Tijdens de slotrit, toen de Tour voor het laatst op de piste van het Parijse Vincennes eindigde, diende hij door een spurtincident met Gustaaf Van Roosbroeck zijn zege aan Merckx af te staan en kwam hij op plaats nummer drie terecht. Dat was wel voldoende om de “Kannibaal”, die zijn laatste Tour won, net van het groen af te houden.

Drie jaar later zette Sercu in de Tourrit van Roubaix naar Charleroi een prestatie neer waarvoor hijzelf geen verklaring heeft. Van de 190 km reed hij er 176 in de aanval, om met meer dan zes minuten te zegevieren en een premie van ongeveer 2.500 euro te incasseren bij een tussensprint aan het Beursgebouw te Brussel, waar speciaal maar nutteloos een camera voor fotofinish was geplaatst.

De laatste overwinning op de weg was het criterium van Mortsel in 1982. Een jaar later won hij nog de zesdaagses van Kopenhagen en Rotterdam, en was Sercu met Etienne De Wilde tweede in de zesdaagse van Antwerpen, de voorlaatste die hij betwistte. De laatste was Milaan, waar hij met Moreno Argentin ook weer zilver behaalde.

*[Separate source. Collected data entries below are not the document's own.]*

//! Text styling with attributes and colors.
//!
//! This module provides the styling primitives attached to placeholder
//! chunks and selection highlights:
//!
//! - [`TextAttributes`]: bitflags for bold, italic, underline, etc.
//! - [`Style`]: foreground/background color plus attributes.
//!
//! Attribute bits are opaque to the text engine; it only carries them
//! through to whatever renderer a caller pairs this crate with.

use crate::color::Rgba;
use bitflags::bitflags;

bitflags! {
    /// Text rendering attributes (bold, italic, etc.).
    #[derive(Clone, Copy, Debug, Default, Eq, PartialEq, Hash)]
    pub struct TextAttributes: u8 {
        /// Bold/increased intensity.
        const BOLD          = 0x01;
        /// Dim/decreased intensity.
        const DIM           = 0x02;
        /// Italic (not widely supported).
        const ITALIC        = 0x04;
        /// Underlined text.
        const UNDERLINE     = 0x08;
        /// Blinking text (rarely supported).
        const BLINK         = 0x10;
        /// Swapped foreground/background.
        const INVERSE       = 0x20;
        /// Hidden/invisible text.
        const HIDDEN        = 0x40;
        /// Strikethrough text.
        const STRIKETHROUGH = 0x80;
    }
}

/// Foreground/background color plus attributes for a run of text.
///
/// `None` for a color means "caller/terminal default" rather than a specific
/// color, so styled placeholder text can respect the host's theme.
#[derive(Clone, Copy, Debug, Default, PartialEq)]
pub struct Style {
    /// Foreground color (None = caller default).
    pub fg: Option<Rgba>,
    /// Background color (None = caller default).
    pub bg: Option<Rgba>,
    /// Text rendering attributes.
    pub attributes: TextAttributes,
}

impl Style {
    /// Empty style with no colors or attributes.
    pub const NONE: Self = Self {
        fg: None,
        bg: None,
        attributes: TextAttributes::empty(),
    };

    /// Create a new style builder.
    #[must_use]
    pub fn builder() -> StyleBuilder {
        StyleBuilder::default()
    }

    /// Create a style with only foreground color.
    #[must_use]
    pub const fn fg(color: Rgba) -> Self {
        Self {
            fg: Some(color),
            bg: None,
            attributes: TextAttributes::empty(),
        }
    }

    /// Create a style with only background color.
    #[must_use]
    pub const fn bg(color: Rgba) -> Self {
        Self {
            fg: None,
            bg: Some(color),
            attributes: TextAttributes::empty(),
        }
    }

    /// Create a bold style.
    #[must_use]
    pub const fn bold() -> Self {
        Self {
            fg: None,
            bg: None,
            attributes: TextAttributes::BOLD,
        }
    }

    /// Create a dim style.
    #[must_use]
    pub const fn dim() -> Self {
        Self {
            fg: None,
            bg: None,
            attributes: TextAttributes::DIM,
        }
    }

    /// Create an inverse (swapped fg/bg) style.
    #[must_use]
    pub const fn inverse() -> Self {
        Self {
            fg: None,
            bg: None,
            attributes: TextAttributes::INVERSE,
        }
    }

    /// Return a new style with the specified foreground color.
    #[must_use]
    pub const fn with_fg(self, color: Rgba) -> Self {
        Self {
            fg: Some(color),
            ..self
        }
    }

    /// Return a new style with the specified background color.
    #[must_use]
    pub const fn with_bg(self, color: Rgba) -> Self {
        Self {
            bg: Some(color),
            ..self
        }
    }

    /// Return a new style with the specified attributes added.
    #[must_use]
    pub const fn with_attributes(self, attrs: TextAttributes) -> Self {
        Self {
            attributes: self.attributes.union(attrs),
            ..self
        }
    }

    /// Return a new style with the bold attribute added.
    #[must_use]
    pub const fn with_bold(self) -> Self {
        self.with_attributes(TextAttributes::BOLD)
    }

    /// Check if this style has any non-default properties.
    #[must_use]
    pub fn is_empty(&self) -> bool {
        self.fg.is_none() && self.bg.is_none() && self.attributes.is_empty()
    }

    /// Merge two styles, with `other` taking precedence for set values.
    #[must_use]
    pub fn merge(self, other: Self) -> Self {
        Self {
            fg: other.fg.or(self.fg),
            bg: other.bg.or(self.bg),
            attributes: self.attributes | other.attributes,
        }
    }
}

/// Builder for creating styles fluently.
#[derive(Clone, Debug, Default)]
pub struct StyleBuilder {
    style: Style,
}

impl StyleBuilder {
    /// Set foreground color.
    #[must_use]
    pub fn fg(mut self, color: Rgba) -> Self {
        self.style.fg = Some(color);
        self
    }

    /// Set background color.
    #[must_use]
    pub fn bg(mut self, color: Rgba) -> Self {
        self.style.bg = Some(color);
        self
    }

    /// Add bold attribute.
    #[must_use]
    pub fn bold(mut self) -> Self {
        self.style.attributes |= TextAttributes::BOLD;
        self
    }

    /// Add italic attribute.
    #[must_use]
    pub fn italic(mut self) -> Self {
        self.style.attributes |= TextAttributes::ITALIC;
        self
    }

    /// Add underline attribute.
    #[must_use]
    pub fn underline(mut self) -> Self {
        self.style.attributes |= TextAttributes::UNDERLINE;
        self
    }

    /// Add inverse attribute.
    #[must_use]
    pub fn inverse(mut self) -> Self {
        self.style.attributes |= TextAttributes::INVERSE;
        self
    }

    /// Build the final style.
    #[must_use]
    pub fn build(self) -> Style {
        self.style
    }
}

Sercu bleef daarna in het zesdaagsecircuit als directeur of (medeorganisator), uiteraard ook in het Kuipke, en/of vurig propagandist van het baanwielrennen. Hij zorgde achter de schermen ervoor dat zesdaagsen uitgroeiden tot een totaalspektakel.

Patrick Sercu zou in juni 75 jaar worden. De uitvaart zal plaatsvinden in beperkte kring.